To avoid any possible confusion, I also want to note here that Vermont Yankee’s current price contracts end with the termination of its existing license in March of 2012. Currently, there are no contracts for power purchases after that date.  Conversely, the RSA begins only with the start of the new license, and then covers a ten-year period.  It has no bearing at all on the current contract.

[3] A DPS analyst included a so-called “retail adder” when he should not have.  This erroneously added 11% to the figures his spreadsheet generated.

[4] One example suffices here.  On December 22, 2008, Jay Thayer wrote to the Board, explaining that while a negotiated contract had been promised for that day, no contracts had been signed and none were necessary.  In particular, on the 2nd page of his letter, he asserts: “It should be evident that the value embedded in the Revenue Sharing Clause in and of itself provides sufficient economic justification for the Board to issue a CPG in Docket No. 7440.”

[5] This notion of the RSA as insurance was introduced by a variety of witnesses who appeared before the PSB in May and June, such as William Deehan and Richard LaCapra.

[6] Indeed, I make no claim to expertise of any kind.

[7] More precisely, the MOU states:  “The Strike Price will be adjusted based on three indices determined by the most recently published information as of the adjustment date: the Employment Cost Index (“ECI”), the Gross Domestic Product Implicit Price Deflator (“GDP-IPD”) and the Nuclear Fuel Market Index (“NFMI”).
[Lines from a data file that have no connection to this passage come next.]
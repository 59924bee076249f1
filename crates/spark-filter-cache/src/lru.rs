use std::{num::NonZeroUsize, sync::Arc};

use parking_lot::Mutex;
use serde_json::Value;
use spark_rpc::{Invocation, ServiceDescriptor};

use crate::{Cache, CacheFactory, CacheTable};

/// 容量参数键。
pub const CACHE_SIZE_KEY: &str = "cache.size";

/// 容量缺省值。
pub const DEFAULT_CACHE_SIZE: usize = 1000;

/// 有界的最近最少使用缓存。
///
/// - **结构 (How)**：`lru::LruCache` 外包一把互斥锁；`get` 需要刷新访问顺序，因此读也取写锁；
/// - **契约 (What)**：容量至少为 1（配置为 0 时按 1 处理）；`get` 命中会刷新该键的访问顺序。
#[derive(Debug)]
pub struct LruCache {
    inner: Mutex<::lru::LruCache<String, Value>>,
}

impl LruCache {
    pub fn new(capacity: usize) -> Self {
        let capacity = NonZeroUsize::new(capacity).unwrap_or(NonZeroUsize::MIN);
        Self {
            inner: Mutex::new(::lru::LruCache::new(capacity)),
        }
    }

    pub fn capacity(&self) -> usize {
        self.inner.lock().cap().get()
    }

    pub fn len(&self) -> usize {
        self.inner.lock().len()
    }

    pub fn is_empty(&self) -> bool {
        self.len() == 0
    }
}

impl Cache for LruCache {
    fn get(&self, key: &str) -> Option<Value> {
        self.inner.lock().get(key).cloned()
    }

    fn put(&self, key: String, value: Value) {
        self.inner.lock().put(key, value);
    }

    fn kind(&self) -> &'static str {
        LruCacheFactory::NAME
    }
}

/// `lru` 缓存工厂：每个 (描述符, 方法) 一个 [`LruCache`]，容量读取方法级 `cache.size`。
#[derive(Default)]
pub struct LruCacheFactory {
    caches: CacheTable<LruCache>,
}

impl LruCacheFactory {
    pub const NAME: &'static str = "lru";

    pub fn new() -> Self {
        Self::default()
    }
}

impl CacheFactory for LruCacheFactory {
    fn get_cache(&self, descriptor: &ServiceDescriptor, invocation: &Invocation) -> Arc<dyn Cache> {
        let method = invocation.method_name();
        self.caches.get_or_create(descriptor, method, || {
            LruCache::new(descriptor.method_parameter_as(method, CACHE_SIZE_KEY, DEFAULT_CACHE_SIZE))
        })
    }
}
use std::{
    collections::HashMap,
    sync::Arc,
    time::{Duration, Instant},
};

use parking_lot::Mutex;
use serde_json::Value;
use spark_rpc::{Invocation, ServiceDescriptor};

use crate::{Cache, CacheFactory, CacheTable};

/// 存活时间参数键（秒）。
pub const CACHE_SECONDS_KEY: &str = "cache.seconds";

/// 存活时间缺省值（秒）。
pub const DEFAULT_CACHE_SECONDS: u64 = 180;

/// 按写入时间过期的缓存。
///
/// - **契约 (What)**：条目写入满 `ttl` 后不再命中；读取时惰性删除过期条目，
///   写入时若距上次清扫已超过 `ttl` 则整体清扫一次，避免从不被读取的键长期驻留。
#[derive(Debug)]
pub struct ExpiringCache {
    ttl: Duration,
    inner: Mutex<ExpiringState>,
}

#[derive(Debug)]
struct ExpiringState {
    entries: HashMap<String, (Value, Instant)>,
    last_sweep: Instant,
}

impl ExpiringCache {
    pub fn new(ttl: Duration) -> Self {
        Self {
            ttl,
            inner: Mutex::new(ExpiringState {
                entries: HashMap::new(),
                last_sweep: Instant::now(),
            }),
        }
    }

    pub fn ttl(&self) -> Duration {
        self.ttl
    }

    pub fn len(&self) -> usize {
        self.inner.lock().entries.len()
    }

    pub fn is_empty(&self) -> bool {
        self.len() == 0
    }
}

impl Cache for ExpiringCache {
    fn get(&self, key: &str) -> Option<Value> {
        let mut state = self.inner.lock();
        let (value, written) = state.entries.get(key)?;
        if written.elapsed() < self.ttl {
            return Some(value.clone());
        }
        state.entries.remove(key);
        None
    }

    fn put(&self, key: String, value: Value) {
        let now = Instant::now();
        let mut state = self.inner.lock();
        if now.duration_since(state.last_sweep) >= self.ttl {
            let ttl = self.ttl;
            state
                .entries
                .retain(|_, (_, written)| now.duration_since(*written) < ttl);
            state.last_sweep = now;
        }
        state.entries.insert(key, (value, now));
    }

    fn kind(&self) -> &'static str {
        ExpiringCacheFactory::NAME
    }
}

/// `expiring` 缓存工厂：存活时间读取方法级 `cache.seconds`。
#[derive(Default)]
pub struct ExpiringCacheFactory {
    caches: CacheTable<ExpiringCache>,
}

impl ExpiringCacheFactory {
    pub const NAME: &'static str = "expiring";

    pub fn new() -> Self {
        Self::default()
    }
}

impl CacheFactory for ExpiringCacheFactory {
    fn get_cache(&self, descriptor: &ServiceDescriptor, invocation: &Invocation) -> Arc<dyn Cache> {
        let method = invocation.method_name();
        self.caches.get_or_create(descriptor, method, || {
            let seconds =
                descriptor.method_parameter_as(method, CACHE_SECONDS_KEY, DEFAULT_CACHE_SECONDS);
            ExpiringCache::new(Duration::from_secs(seconds))
        })
    }
}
The weighting of the indices is 60% for ECI, 25% for GDP-IPD and 15% for NFMI. The indices are determined as follows:

* Employment Cost Index (ECI) – Total compensation for private non-farm workers in the Northeast Region including NY; Source Bureau of Labor Statistics (Index June 1989 = 100).

* Gross Domestic Product Implicit Price Deflator (GDP-IPD) – US Government Statistic; BEA National Income and Product Accounts Tables (Index 1992 = 100).
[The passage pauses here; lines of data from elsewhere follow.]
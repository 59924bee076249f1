//! 缓存 Filter 与准入 Filter 在同一服务端链路中的协作。
//!
//! - **Why**：缓存命中会短路其后的全部阶段，链路顺序决定命中的调用是否仍计入准入统计；
//! - **What**：以 `order` 把缓存放在准入之前，命中的调用不占用许可也不产生统计；
//!   并发首次解析同一缓存只得到一个实例。

use std::sync::{
    Arc,
    atomic::{AtomicUsize, Ordering},
};

use proptest::prelude::*;
use serde_json::{Value, json};
use spark_filter_cache::{CacheFactory, CacheFilter, CacheResolver, LruCacheFactory};
use spark_rpc::{
    ExecuteLimitFilter, FilterChain, FilterRegistry, Invocation, InvocationResult, Invoker,
    InvokerState, RpcError, RpcStatusRegistry, ServiceDescriptor, Side, async_trait,
};

struct Lookup {
    state: InvokerState,
    calls: AtomicUsize,
}

#[async_trait]
impl Invoker for Lookup {
    fn descriptor(&self) -> &ServiceDescriptor {
        self.state.descriptor()
    }

    fn is_available(&self) -> bool {
        self.state.is_available()
    }

    async fn invoke(&self, invocation: Invocation) -> Result<InvocationResult, RpcError> {
        self.calls.fetch_add(1, Ordering::SeqCst);
        let id = invocation.arguments().first().cloned().unwrap_or(Value::Null);
        Ok(InvocationResult::value(json!({ "id": id })))
    }

    fn destroy(&self) {
        self.state.destroy();
    }
}

fn chain(statuses: &Arc<RpcStatusRegistry>, terminal: Arc<Lookup>) -> FilterChain {
    FilterRegistry::new()
        .with(
            ExecuteLimitFilter::NAME,
            Arc::new(ExecuteLimitFilter::new(Arc::clone(statuses))),
            ExecuteLimitFilter::activation().order(10),
        )
        .with(
            CacheFilter::NAME,
            Arc::new(CacheFilter::new(Arc::new(CacheResolver::with_defaults()))),
            CacheFilter::activation().order(-10),
        )
        .build_chain(terminal, Side::Provider)
        .expect("链路组装不应失败")
}

#[tokio::test]
async fn cache_hits_bypass_admission_accounting() {
    let statuses = Arc::new(RpcStatusRegistry::new());
    let descriptor = ServiceDescriptor::builder("injvm", "com.acme.Users")
        .parameter("find.cache", "lru")
        .parameter("find.executes", "1")
        .build();
    let terminal = Arc::new(Lookup {
        state: InvokerState::new(descriptor),
        calls: AtomicUsize::new(0),
    });
    let chain = chain(&statuses, Arc::clone(&terminal));
    assert_eq!(chain.filter_names(), vec!["cache", "executes"]);

    for _ in 0..3 {
        let result = chain
            .invoke(Invocation::new("find").with_arguments(vec![json!(7)]))
            .await
            .expect("调用应成功");
        assert_eq!(result.as_value(), Some(&json!({ "id": 7 })));
    }

    assert_eq!(terminal.calls.load(Ordering::SeqCst), 1);
    let status = statuses.get_status(chain.descriptor().identity(), "find");
    assert_eq!(status.total(), 1, "命中缓存的调用不经过准入");
}

#[test]
fn concurrent_first_resolution_yields_one_cache() {
    let factory = Arc::new(LruCacheFactory::new());
    let descriptor = ServiceDescriptor::builder("injvm", "com.acme.Users")
        .parameter("cache", "lru")
        .build();

    let handles: Vec<_> = (0..8)
        .map(|i| {
            let factory = Arc::clone(&factory);
            let descriptor = descriptor.clone();
            std::thread::spawn(move || {
                let cache = factory.get_cache(&descriptor, &Invocation::new("find"));
                cache.put(format!("[{i}]"), json!(i));
            })
        })
        .collect();
    for handle in handles {
        handle.join().expect("线程不应 panic");
    }

    let cache = factory.get_cache(&descriptor, &Invocation::new("find"));
    for i in 0..8 {
        assert_eq!(cache.get(&format!("[{i}]")), Some(json!(i)), "所有写入落在同一实例");
    }
}

proptest! {
    /// 性质：任意写入序列之后，LRU 缓存的条目数不超过容量，且最后写入的键总能命中。
    #[test]
    fn prop_lru_respects_capacity(
        capacity in 1usize..8,
        keys in proptest::collection::vec(0u8..16, 1..64),
    ) {
        let factory = LruCacheFactory::new();
        let descriptor = ServiceDescriptor::builder("injvm", "S")
            .parameter("cache.size", capacity.to_string())
            .build();
        let cache = factory.get_cache(&descriptor, &Invocation::new("find"));

        for key in &keys {
            cache.put(key.to_string(), json!(key));
        }

        let resident = (0u8..16).filter(|key| cache.get(&key.to_string()).is_some()).count();
        prop_assert!(resident <= capacity);
        let last = keys[keys.len() - 1];
        prop_assert_eq!(cache.get(&last.to_string()), Some(json!(last)));
    }
}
* Nuclear Fuel Market Index (NFMI) – Using market from trade publications such as Trade Tech, Nukem and UX, the uranium market price, conversion, enrichment and fabrication costs will be updated monthly and indexed to February 2012 prices and calculated using weighted averages as set forth in Schedule 1 hereto.”

[8] Before the national economic depression took hold, there was something like a consensus around the forecast based on a report called Avoided Energy Supply Costs in New England: 2007 FINAL REPORT:  FINAL – August 10, 2007 (“AESC”).

[9] Despite a dramatically different economy, Entergy’s witness, Bruce Wiggett, is sticking to his guns.  In his May 20, 2009 testimony to the PSB, he was asked:  “Have you updated your calculations of the revenue sharing agreement value given current economic conditions?   A.     No, I have not.”   He goes on to add that, while “Certainly the short-term market has changed.  But my testimony is for an extended period of time, and I feel that it’s still reflective of the conditions that could be prevail [sic] over that extended period.”  (p.11)  Never let facts get in the way of a good argument.

[10] The possible exception is Douglas Smith from Green Mountain Power.  His testimony provides a low value and a high value for the RSA, and a discussion of scenarios, but he does not correlate the two, at least in part because his market forecasts are proprietary.  It is therefore not clear exactly how he arrived at his figures, and accordingly, I have not made any effort to assess his projections.

[11] I will merely note that I have spoken to numerous legislators, not one of whom appeared to believe that the plant would be relicensed in the absence of contracts highly favorable to Vermont ratepayers.

[12] As of this writing, even some of the parties supporting relicensing believe that a CPG should not be granted in the absence of new contracts.  Specifically, GMP (cf., e.g., July 17 brief, pp. 6-8), VEC, and DPS (July 17 brief, pp. 58-62) have all stated this explicitly.  CVPS attempts to strike a middle position by arguing that PPAs are not “required” for a CPG, but that, at the same time, “ENVY likely has not satisfied its burden” without them.  (p.12)  What “likely” means is never really made clear in their brief, at least not to this reader.

[13] Though his point of attack is rather different from mine, William Deehan’s June testimony challenges this notion as well.  Indeed, the CVPS July 17, 2009 brief is even more pointed in finding #48, on page 20: “After 2012, the indices that control the strike-price should be expected to escalate faster than overall inflation because of its partial weighting on labor costs.”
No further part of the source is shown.